(Stored data)
"""

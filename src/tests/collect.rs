use core::time::Duration;
use std::{
  net::{Ipv4Addr, SocketAddr},
  time::Instant,
};

use agnostic_net::Net;
use async_channel::Sender;

use crate::{
  DedupKey, DiscoverParams, Filter,
  client::{SessionContext, collect},
  tests::PacketBuilder,
};

const LOCAL: Ipv4Addr = Ipv4Addr::new(192, 168, 1, 10);
const PEER: Ipv4Addr = Ipv4Addr::new(192, 168, 1, 20);
const OTHER_PEER: Ipv4Addr = Ipv4Addr::new(192, 168, 1, 30);

fn from(ip: Ipv4Addr) -> SocketAddr {
  SocketAddr::from((ip, 5353))
}

fn device_packet(addr: Ipv4Addr, instance: &str, family: &str) -> Vec<u8> {
  let host = format!("host-{}.local", addr.octets()[3]);
  let family = format!("fn={family}");
  PacketBuilder::response()
    .ptr("_http._tcp.local", instance)
    .additionals()
    .srv(instance, 80, &host)
    .txt(instance, &["md=Widget", family.as_str()])
    .a(&host, addr)
    .build()
}

fn params(wait: Duration) -> DiscoverParams {
  DiscoverParams::new("_http._tcp.local").with_wait(wait)
}

fn ctx(localhost: bool) -> SessionContext {
  SessionContext::new([LOCAL], localhost)
}

fn feed(tx: &Sender<(SocketAddr, Vec<u8>)>, src: Ipv4Addr, data: Vec<u8>) {
  tx.try_send((from(src), data)).unwrap();
}

async fn excludes_own_packets<N: Net>() {
  let (tx, rx) = async_channel::unbounded();
  feed(&tx, LOCAL, device_packet(LOCAL, "Me._http._tcp.local", "me"));
  drop(tx);

  let params = params(Duration::from_millis(50));
  let devices = collect::<N>(rx, &ctx(false), &params).await;
  assert!(devices.is_empty());
}

async fn includes_own_packets_with_localhost<N: Net>() {
  let (tx, rx) = async_channel::unbounded();
  feed(&tx, LOCAL, device_packet(LOCAL, "Me._http._tcp.local", "me"));
  drop(tx);

  let params = params(Duration::from_millis(50)).with_localhost(true);
  let devices = collect::<N>(rx, &ctx(true), &params).await;
  assert_eq!(devices.len(), 1);
  assert_eq!(devices[0].address(), LOCAL);
  assert_eq!(devices[0].family_name().unwrap(), "me");
}

async fn ignores_queries_and_garbage<N: Net>() {
  let (tx, rx) = async_channel::unbounded();
  let query = PacketBuilder::query()
    .question("_http._tcp.local", 12)
    .a("q.local", PEER)
    .build();
  feed(&tx, PEER, query);
  // response bit with a non-standard opcode
  let odd = PacketBuilder::with_bits(0x8800).a("x.local", PEER).build();
  feed(&tx, PEER, odd);
  feed(&tx, PEER, vec![0xff; 40]);
  feed(&tx, PEER, vec![0; 11]);
  feed(&tx, OTHER_PEER, device_packet(OTHER_PEER, "Ok._http._tcp.local", "ok"));
  drop(tx);

  let params = params(Duration::from_millis(50));
  let devices = collect::<N>(rx, &ctx(false), &params).await;
  assert_eq!(devices.len(), 1);
  assert_eq!(devices[0].fqdn().unwrap(), "Ok._http._tcp.local");
}

async fn quick_returns_before_wait<N: Net>() {
  let (tx, rx) = async_channel::unbounded();
  feed(&tx, PEER, device_packet(PEER, "A._http._tcp.local", "a"));

  let params = params(Duration::from_secs(10)).with_quick(true);
  let start = Instant::now();
  let devices = collect::<N>(rx, &ctx(false), &params).await;
  assert!(start.elapsed() < Duration::from_secs(5));
  assert_eq!(devices.len(), 1);
  drop(tx);
}

async fn quick_waits_for_a_filtered_match<N: Net>() {
  let (tx, rx) = async_channel::unbounded();
  feed(&tx, PEER, device_packet(PEER, "A._http._tcp.local", "kitchen"));
  feed(&tx, OTHER_PEER, device_packet(OTHER_PEER, "B._http._tcp.local", "office"));

  let params = params(Duration::from_secs(10))
    .with_quick(true)
    .with_filter("office");
  let devices = collect::<N>(rx, &ctx(false), &params).await;
  assert_eq!(devices.len(), 1);
  assert_eq!(devices[0].address(), OTHER_PEER);
  drop(tx);
}

async fn waits_without_quick<N: Net>() {
  let (tx, rx) = async_channel::unbounded();
  feed(&tx, PEER, device_packet(PEER, "A._http._tcp.local", "a"));

  let wait = Duration::from_millis(100);
  let start = Instant::now();
  let devices = collect::<N>(rx, &ctx(false), &params(wait)).await;
  assert!(start.elapsed() >= wait);
  assert_eq!(devices.len(), 1);
  drop(tx);
}

async fn dedup_by_address_first_wins<N: Net>() {
  let (tx, rx) = async_channel::unbounded();
  feed(&tx, PEER, device_packet(PEER, "A._http._tcp.local", "first"));
  feed(&tx, PEER, device_packet(PEER, "B._http._tcp.local", "second"));
  drop(tx);

  let devices = collect::<N>(rx, &ctx(false), &params(Duration::from_millis(50))).await;
  assert_eq!(devices.len(), 1);
  assert_eq!(devices[0].family_name().unwrap(), "first");
}

async fn dedup_by_fqdn<N: Net>() {
  let (tx, rx) = async_channel::unbounded();
  feed(&tx, PEER, device_packet(PEER, "A._http._tcp.local", "first"));
  feed(&tx, PEER, device_packet(PEER, "B._http._tcp.local", "second"));
  feed(&tx, PEER, device_packet(PEER, "A._http._tcp.local", "again"));
  drop(tx);

  let params = params(Duration::from_millis(50)).with_key(DedupKey::Fqdn);
  let devices = collect::<N>(rx, &ctx(false), &params).await;
  assert_eq!(devices.len(), 2);
  assert_eq!(devices[0].family_name().unwrap(), "first");
  assert_eq!(devices[1].family_name().unwrap(), "second");
}

async fn substring_filter<N: Net>() {
  let (tx, rx) = async_channel::unbounded();
  feed(&tx, PEER, device_packet(PEER, "A._http._tcp.local", "Living Room"));
  feed(&tx, OTHER_PEER, device_packet(OTHER_PEER, "B._http._tcp.local", "living room"));
  drop(tx);

  let params = params(Duration::from_millis(50)).with_filter(Filter::substring("Living"));
  let devices = collect::<N>(rx, &ctx(false), &params).await;
  assert_eq!(devices.len(), 1);
  assert_eq!(devices[0].address(), PEER);

  let (tx, rx) = async_channel::unbounded();
  feed(&tx, OTHER_PEER, device_packet(OTHER_PEER, "B._http._tcp.local", "x"));
  drop(tx);
  let params = self::params(Duration::from_millis(50)).with_filter("192.168.1.30");
  let devices = collect::<N>(rx, &ctx(false), &params).await;
  assert_eq!(devices.len(), 1);
}

async fn panicking_predicate_excludes<N: Net>() {
  let (tx, rx) = async_channel::unbounded();
  feed(&tx, PEER, device_packet(PEER, "A._http._tcp.local", "boom"));
  feed(&tx, OTHER_PEER, device_packet(OTHER_PEER, "B._http._tcp.local", "fine"));
  drop(tx);

  let params = params(Duration::from_millis(50)).with_filter(Filter::predicate(|d| {
    if d.family_name().is_some_and(|n| n == "boom") {
      panic!("predicate failure");
    }
    true
  }));
  let devices = collect::<N>(rx, &ctx(false), &params).await;
  assert_eq!(devices.len(), 1);
  assert_eq!(devices[0].family_name().unwrap(), "fine");
}

test_suites!(tokio {
  excludes_own_packets,
  includes_own_packets_with_localhost,
  ignores_queries_and_garbage,
  quick_returns_before_wait,
  quick_waits_for_a_filtered_match,
  waits_without_quick,
  dedup_by_address_first_wins,
  dedup_by_fqdn,
  substring_filter,
  panicking_predicate_excludes,
});

test_suites!(smol {
  excludes_own_packets,
  includes_own_packets_with_localhost,
  ignores_queries_and_garbage,
  quick_returns_before_wait,
  quick_waits_for_a_filtered_match,
  waits_without_quick,
  dedup_by_address_first_wins,
  dedup_by_fqdn,
  substring_filter,
  panicking_predicate_excludes,
});

test_suites!(async_std {
  excludes_own_packets,
  includes_own_packets_with_localhost,
  ignores_queries_and_garbage,
  quick_returns_before_wait,
  quick_waits_for_a_filtered_match,
  waits_without_quick,
  dedup_by_address_first_wins,
  dedup_by_fqdn,
  substring_filter,
  panicking_predicate_excludes,
});
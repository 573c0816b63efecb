use core::fmt;
use std::str::FromStr;

use smol_str::SmolStr;

const AVALUE: u16 = 1;
const NSVALUE: u16 = 2;
const CNAMEVALUE: u16 = 5;
const SOAVALUE: u16 = 6;
const PTRVALUE: u16 = 12;
const HINFOVALUE: u16 = 13;
const MXVALUE: u16 = 15;
const TXTVALUE: u16 = 16;
const AAAAVALUE: u16 = 28;
const SRVVALUE: u16 = 33;
const NSECVALUE: u16 = 47;
const ANYVALUE: u16 = 255;

const INVALUE: u16 = 1;

#[derive(Debug, Clone, PartialEq, Eq, Hash, thiserror::Error)]
#[error("unknown record type string: {0}")]
/// Returned when a query type symbol is not in the type table.
pub struct UnknownRecordTypeStr(pub SmolStr);

/// The DNS record types known to the codec.
///
/// Codes outside the table are kept as [`RecordType::Unknown`].
#[derive(Copy, Clone, Debug, Eq, PartialEq, Hash)]
#[allow(clippy::upper_case_acronyms)]
pub enum RecordType {
  /// [RFC 1035](https://tools.ietf.org/html/rfc1035) IPv4 Address record
  A,
  /// [RFC 1035](https://tools.ietf.org/html/rfc1035) Name server record
  NS,
  /// [RFC 1035](https://tools.ietf.org/html/rfc1035) Canonical name record
  CNAME,
  /// [RFC 1035](https://tools.ietf.org/html/rfc1035) Start of authority record
  SOA,
  /// [RFC 1035](https://tools.ietf.org/html/rfc1035) Pointer record
  PTR,
  /// [RFC 1035](https://tools.ietf.org/html/rfc1035) Host information record
  HINFO,
  /// [RFC 1035](https://tools.ietf.org/html/rfc1035) Mail exchange record
  MX,
  /// [RFC 1035](https://tools.ietf.org/html/rfc1035) Text record
  TXT,
  /// [RFC 3596](https://tools.ietf.org/html/rfc3596) IPv6 address record
  AAAA,
  /// [RFC 2782](https://tools.ietf.org/html/rfc2782) Service locator
  SRV,
  /// [RFC 4034](https://tools.ietf.org/html/rfc4034) Next secure record
  NSEC,
  /// [RFC 1035](https://tools.ietf.org/html/rfc1035) All cached records, aka ANY
  ANY,
  /// A code the codec does not know.
  Unknown(u16),
}

impl RecordType {
  /// Returns the symbolic name of the record type, or `None` for unknown codes.
  #[inline]
  pub const fn as_str(&self) -> Option<&'static str> {
    Some(match self {
      Self::A => "A",
      Self::NS => "NS",
      Self::CNAME => "CNAME",
      Self::SOA => "SOA",
      Self::PTR => "PTR",
      Self::HINFO => "HINFO",
      Self::MX => "MX",
      Self::TXT => "TXT",
      Self::AAAA => "AAAA",
      Self::SRV => "SRV",
      Self::NSEC => "NSEC",
      Self::ANY => "ANY",
      Self::Unknown(_) => return None,
    })
  }
}

impl fmt::Display for RecordType {
  fn fmt(&self, f: &mut fmt::Formatter<'_>) -> fmt::Result {
    match self.as_str() {
      Some(s) => f.write_str(s),
      None => write!(f, "0x{:04X}", u16::from(*self)),
    }
  }
}

impl From<RecordType> for u16 {
  #[inline]
  fn from(value: RecordType) -> u16 {
    match value {
      RecordType::A => AVALUE,
      RecordType::NS => NSVALUE,
      RecordType::CNAME => CNAMEVALUE,
      RecordType::SOA => SOAVALUE,
      RecordType::PTR => PTRVALUE,
      RecordType::HINFO => HINFOVALUE,
      RecordType::MX => MXVALUE,
      RecordType::TXT => TXTVALUE,
      RecordType::AAAA => AAAAVALUE,
      RecordType::SRV => SRVVALUE,
      RecordType::NSEC => NSECVALUE,
      RecordType::ANY => ANYVALUE,
      RecordType::Unknown(v) => v,
    }
  }
}

impl From<u16> for RecordType {
  #[inline]
  fn from(value: u16) -> Self {
    match value {
      AVALUE => Self::A,
      NSVALUE => Self::NS,
      CNAMEVALUE => Self::CNAME,
      SOAVALUE => Self::SOA,
      PTRVALUE => Self::PTR,
      HINFOVALUE => Self::HINFO,
      MXVALUE => Self::MX,
      TXTVALUE => Self::TXT,
      AAAAVALUE => Self::AAAA,
      SRVVALUE => Self::SRV,
      NSECVALUE => Self::NSEC,
      ANYVALUE => Self::ANY,
      v => Self::Unknown(v),
    }
  }
}

impl TryFrom<&str> for RecordType {
  type Error = UnknownRecordTypeStr;

  #[inline]
  fn try_from(value: &str) -> Result<Self, Self::Error> {
    Ok(match value.trim() {
      "A" | "a" => RecordType::A,
      "NS" | "ns" => RecordType::NS,
      "CNAME" | "cname" => RecordType::CNAME,
      "SOA" | "soa" => RecordType::SOA,
      "PTR" | "ptr" => RecordType::PTR,
      "HINFO" | "hinfo" => RecordType::HINFO,
      "MX" | "mx" => RecordType::MX,
      "TXT" | "txt" => RecordType::TXT,
      "AAAA" | "aaaa" => RecordType::AAAA,
      "SRV" | "srv" => RecordType::SRV,
      "NSEC" | "nsec" => RecordType::NSEC,
      "ANY" | "any" | "*" => RecordType::ANY,
      _ => return Err(UnknownRecordTypeStr(value.into())),
    })
  }
}

impl FromStr for RecordType {
  type Err = UnknownRecordTypeStr;

  #[inline]
  fn from_str(s: &str) -> Result<Self, Self::Err> {
    RecordType::try_from(s)
  }
}

/// The DNS class of a question or record, without the mDNS top bit.
#[derive(Debug, Copy, Clone, Eq, PartialEq, Hash)]
pub enum DNSClass {
  /// Internet
  IN,
  /// Any class
  ANY,
  /// A class the codec does not know.
  Unknown(u16),
}

impl From<u16> for DNSClass {
  #[inline]
  fn from(value: u16) -> Self {
    match value {
      INVALUE => Self::IN,
      ANYVALUE => Self::ANY,
      v => Self::Unknown(v),
    }
  }
}

impl From<DNSClass> for u16 {
  #[inline]
  fn from(value: DNSClass) -> u16 {
    match value {
      DNSClass::IN => INVALUE,
      DNSClass::ANY => ANYVALUE,
      DNSClass::Unknown(v) => v,
    }
  }
}

impl fmt::Display for DNSClass {
  fn fmt(&self, f: &mut fmt::Formatter<'_>) -> fmt::Result {
    match self {
      Self::IN => f.write_str("IN"),
      Self::ANY => f.write_str("ANY"),
      Self::Unknown(v) => write!(f, "0x{v:04X}"),
    }
  }
}

#[cfg(test)]
mod tests {
  use super::*;

  #[test]
  fn symbols() {
    assert_eq!("*".parse::<RecordType>().unwrap(), RecordType::ANY);
    assert_eq!("srv".parse::<RecordType>().unwrap(), RecordType::SRV);
    assert!("BOGUS".parse::<RecordType>().is_err());
  }

  #[test]
  fn unknown_code_displays_as_hex() {
    assert_eq!(RecordType::from(0x0029).to_string(), "0x0029");
    assert_eq!(RecordType::from(33).to_string(), "SRV");
    assert_eq!(u16::from(RecordType::Unknown(99)), 99);
  }
}
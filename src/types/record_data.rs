use core::fmt;
use std::net::{Ipv4Addr, Ipv6Addr};

use smol_str::SmolStr;

use super::{DecodeError, RecordType, name, not_enough_data, read_u16};

mod hinfo;
mod srv;
mod txt;

pub use hinfo::Hinfo;
pub use srv::Srv;
pub use txt::Txt;

const IPV4_LEN: usize = 4;
const IPV6_LEN: usize = 16;

/// The data of a resource record.
#[derive(Debug, Clone, PartialEq, Eq)]
pub enum RecordData {
  /// ```text
  /// 3.4.1. A RDATA format
  ///
  ///     +--+--+--+--+--+--+--+--+--+--+--+--+--+--+--+--+
  ///     |                    ADDRESS                    |
  ///     +--+--+--+--+--+--+--+--+--+--+--+--+--+--+--+--+
  ///
  /// where:
  ///
  /// ADDRESS         A 32 bit Internet address.
  /// ```
  A(Ipv4Addr),
  /// ```text
  /// -- RFC 1886 -- IPv6 DNS Extensions              December 1995
  ///
  /// 2.2 AAAA data format
  ///
  ///    A 128 bit IPv6 address is encoded in the data portion of an AAAA
  ///    resource record in network byte order (high-order byte first).
  /// ```
  AAAA(Ipv6Addr),
  /// ```text
  /// 3.3.12. PTR RDATA format
  ///
  ///     +--+--+--+--+--+--+--+--+--+--+--+--+--+--+--+--+
  ///     /                   PTRDNAME                    /
  ///     +--+--+--+--+--+--+--+--+--+--+--+--+--+--+--+--+
  /// ```
  PTR(SmolStr),
  /// ```text
  /// 3.3.14. TXT RDATA format
  ///
  ///     +--+--+--+--+--+--+--+--+--+--+--+--+--+--+--+--+
  ///     /                   TXT-DATA                    /
  ///     +--+--+--+--+--+--+--+--+--+--+--+--+--+--+--+--+
  ///
  /// where:
  ///
  /// TXT-DATA        One or more <character-string>s.
  /// ```
  TXT(Txt),
  /// ```text
  /// RFC 2782                       DNS SRV RR                  February 2000
  ///
  /// The format of the SRV RR
  ///
  ///  _Service._Proto.Name TTL Class SRV Priority Weight Port Target
  /// ```
  SRV(Srv),
  /// ```text
  /// 3.3.2. HINFO RDATA format
  ///
  ///     +--+--+--+--+--+--+--+--+--+--+--+--+--+--+--+--+
  ///     /                      CPU                      /
  ///     +--+--+--+--+--+--+--+--+--+--+--+--+--+--+--+--+
  ///     /                       OS                      /
  ///     +--+--+--+--+--+--+--+--+--+--+--+--+--+--+--+--+
  /// ```
  HINFO(Hinfo),
  /// Data of any other type, as a lowercase hex dump of the raw bytes.
  Unknown(SmolStr),
}

impl RecordData {
  /// Decodes the rdata of a record of type `ty` occupying `src[start..end]`.
  ///
  /// Names inside the rdata may point anywhere before them in `src`.
  pub(super) fn decode(
    ty: RecordType,
    src: &[u8],
    start: usize,
    end: usize,
  ) -> Result<Self, DecodeError> {
    let len = end - start;
    let data = &src[start..end];
    Ok(match ty {
      RecordType::A => {
        let octets: [u8; IPV4_LEN] = data
          .try_into()
          .map_err(|_| DecodeError::InvalidRdata { ty, len })?;
        Self::A(Ipv4Addr::from(octets))
      }
      RecordType::AAAA => {
        let octets: [u8; IPV6_LEN] = data
          .try_into()
          .map_err(|_| DecodeError::InvalidRdata { ty, len })?;
        Self::AAAA(Ipv6Addr::from(octets))
      }
      RecordType::PTR => Self::PTR(decode_name_within(src, start, end)?),
      RecordType::TXT => Self::TXT(Txt::decode(data)?),
      RecordType::SRV => {
        if len < 6 {
          return Err(DecodeError::InvalidRdata { ty, len });
        }

        let src = &src[..end];
        let priority = read_u16(src, start)?;
        let weight = read_u16(src, start + 2)?;
        let port = read_u16(src, start + 4)?;
        let target = decode_name_within(src, start + 6, end)?;
        Self::SRV(Srv::new(priority, weight, port, target))
      }
      RecordType::HINFO => Self::HINFO(Hinfo::decode(data)?),
      _ => Self::Unknown(hex(data)),
    })
  }

  /// Returns the type of the record data, `None` for [`RecordData::Unknown`].
  #[inline]
  pub const fn ty(&self) -> Option<RecordType> {
    Some(match self {
      Self::A(_) => RecordType::A,
      Self::AAAA(_) => RecordType::AAAA,
      Self::PTR(_) => RecordType::PTR,
      Self::TXT(_) => RecordType::TXT,
      Self::SRV(_) => RecordType::SRV,
      Self::HINFO(_) => RecordType::HINFO,
      Self::Unknown(_) => return None,
    })
  }
}

impl fmt::Display for RecordData {
  fn fmt(&self, f: &mut fmt::Formatter<'_>) -> fmt::Result {
    match self {
      Self::A(addr) => write!(f, "{addr}"),
      Self::AAAA(addr) => {
        for (idx, seg) in addr.segments().iter().enumerate() {
          if idx != 0 {
            f.write_str(":")?;
          }
          write!(f, "{seg:04x}")?;
        }
        Ok(())
      }
      Self::PTR(name) => f.write_str(name),
      Self::TXT(txt) => write!(f, "{txt}"),
      Self::SRV(srv) => write!(f, "{srv}"),
      Self::HINFO(hinfo) => write!(f, "{hinfo}"),
      Self::Unknown(hex) => f.write_str(hex),
    }
  }
}

/// Reads a name whose labels must not run past `end`. Pointers always target
/// earlier bytes, so cutting the packet at `end` is enough.
fn decode_name_within(src: &[u8], start: usize, end: usize) -> Result<SmolStr, DecodeError> {
  name::decode(&src[..end], start).map(|(name, _)| name)
}

fn hex(data: &[u8]) -> SmolStr {
  const DIGITS: &[u8; 16] = b"0123456789abcdef";
  let mut s = String::with_capacity(data.len() * 2);
  for b in data {
    s.push(DIGITS[(b >> 4) as usize] as char);
    s.push(DIGITS[(b & 0x0F) as usize] as char);
  }
  SmolStr::from(s)
}

/// Reads one `<character-string>` at `off`, returning its bytes and the next offset.
fn character_string(data: &[u8], off: usize) -> Result<(&[u8], usize), DecodeError> {
  let len = data[off] as usize;
  let start = off + 1;
  match data.get(start..start + len) {
    Some(s) => Ok((s, start + len)),
    None => Err(not_enough_data(len, data.len().saturating_sub(start))),
  }
}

"""

- **Your goal**
Only a number should be given in reply: how many lines in the entries above hold "question".

- **Output below**
2